The best way (I've found) to figure this out is once the symptom is evident, shut the key off for 2 minutes then try again. If the van runs well for a period (could be minutes, could be years :)) then it is probably the air flow sensor issue. If the engine starts and runs just as poorly as when you shut it off, then I would suspect a temperature sensor so note the temp of the engine and let it cool off and see if it happens again at the same temp.

Let us know your progress.
 
D

Deebsigabe

Guest
3 times in the last two years the power has faded to almost zero

So I found what appear to be two piston squirters in the pan. How did they get there? And do I need to put them back? The engine ran fine, all the pistons and walls look good still.

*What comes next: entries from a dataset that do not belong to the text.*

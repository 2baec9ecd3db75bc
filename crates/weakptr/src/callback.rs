//! Callbacks bound to a weak receiver.
//!
//! A [`WeakCallback`] couples a closure with a [`WeakPtr`] receiver. Running
//! it after the receiver was invalidated does nothing, which is how pending
//! work is cancelled: invalidate the factory, and every callback bound to
//! the old generation turns into a no-op.

use std::fmt;

use crate::ptr::WeakPtr;

/// A closure that runs only while its receiver is valid.
///
/// # Examples
///
/// ```
/// use std::cell::Cell;
/// use weakptr::WeakPtrFactory;
///
/// struct Counter {
///     weak_factory: WeakPtrFactory<Counter>,
///     hits: Cell<u32>,
/// }
///
/// // SAFETY: the box is never moved out of.
/// let counter = unsafe {
///     WeakPtrFactory::new_boxed(|weak_factory| Counter { weak_factory, hits: Cell::new(0) })
/// };
///
/// let mut on_event = counter
///     .weak_factory
///     .get_weak_ptr()
///     .bind(|counter: &Counter, amount: u32| counter.hits.set(counter.hits.get() + amount));
///
/// assert_eq!(on_event.run(2), Some(()));
/// counter.weak_factory.invalidate_weak_ptrs();
/// assert_eq!(on_event.run(5), None);
/// assert!(on_event.is_cancelled());
/// assert_eq!(counter.hits.get(), 2);
/// ```
pub struct WeakCallback<T: ?Sized, F> {
    receiver: WeakPtr<T>,
    f: F,
}

impl<T: ?Sized, F> WeakCallback<T, F> {
    /// Binds `f` to `receiver`.
    pub const fn new(receiver: WeakPtr<T>, f: F) -> Self {
        Self { receiver, f }
    }

    /// Runs the callback if the receiver is still valid.
    ///
    /// # Panics
    ///
    /// In checked builds, panics when called off the receiver's bound thread.
    #[track_caller]
    pub fn run<A, R>(&mut self, arg: A) -> Option<R>
    where
        F: FnMut(&T, A) -> R,
    {
        let receiver = self.receiver.get()?;
        Some((self.f)(receiver, arg))
    }

    /// Consumes the callback and runs it if the receiver is still valid.
    ///
    /// # Panics
    ///
    /// Same conditions as [`run`](Self::run).
    #[track_caller]
    pub fn run_once<A, R>(self, arg: A) -> Option<R>
    where
        F: FnOnce(&T, A) -> R,
    {
        let receiver = self.receiver.get()?;
        Some((self.f)(receiver, arg))
    }

    /// Returns `true` if running the callback would do nothing.
    ///
    /// # Panics
    ///
    /// In checked builds, panics when called off the receiver's bound thread.
    #[track_caller]
    #[must_use]
    pub fn is_cancelled(&self) -> bool {
        !self.receiver.is_valid()
    }

    /// Loose check usable from any thread, see [`WeakPtr::maybe_valid`].
    ///
    /// Lets a thread that is about to post this callback to the receiver's
    /// thread skip callbacks that are certainly cancelled.
    #[must_use]
    pub fn maybe_valid(&self) -> bool {
        self.receiver.maybe_valid()
    }

    /// The bound receiver.
    #[must_use]
    pub const fn receiver(&self) -> &WeakPtr<T> {
        &self.receiver
    }
}

impl<T: ?Sized, F: Clone> Clone for WeakCallback<T, F> {
    fn clone(&self) -> Self {
        Self {
            receiver: self.receiver.clone(),
            f: self.f.clone(),
        }
    }
}

impl<T: ?Sized, F> fmt::Debug for WeakCallback<T, F> {
    fn fmt(&self, f: &mut fmt::Formatter<'_>) -> fmt::Result {
        f.debug_struct("WeakCallback")
            .field("receiver", &self.receiver)
            .finish_non_exhaustive()
    }
}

Also is the oil pump worth replacing or do they last forever?
 

scotsborn

New member
So I found what appear to be two piston squirters in the pan. How did they get there? And do I need to put them back? The engine ran fine, all the pistons and walls look good still.

Also is the oil pump worth replacing or do they last forever?

I would find out the root cause for the squirters in the oil pan as this may influence other parts of your build. I would be less concerned with the pistons and cylinder bores and more concerned about your bearing surfaces. A 'squirter' will produce a restriction in the oil supply causing a pressure change. If the 'squirter' is gone then the pressure downstream may have been reduced causing other failures. Conversely, if the hole that fed the 'squirter' was blocked (for whatever reason) the pressure would be higher. A much less worry some concern but a concern none the less. If you are putting $$ into your engine these issues should be investigated to minimize your risk of future failures.

The oil pump should be investigated and assessed. Obviously it supplies the life blood of your engine so should not be assumed good or bad.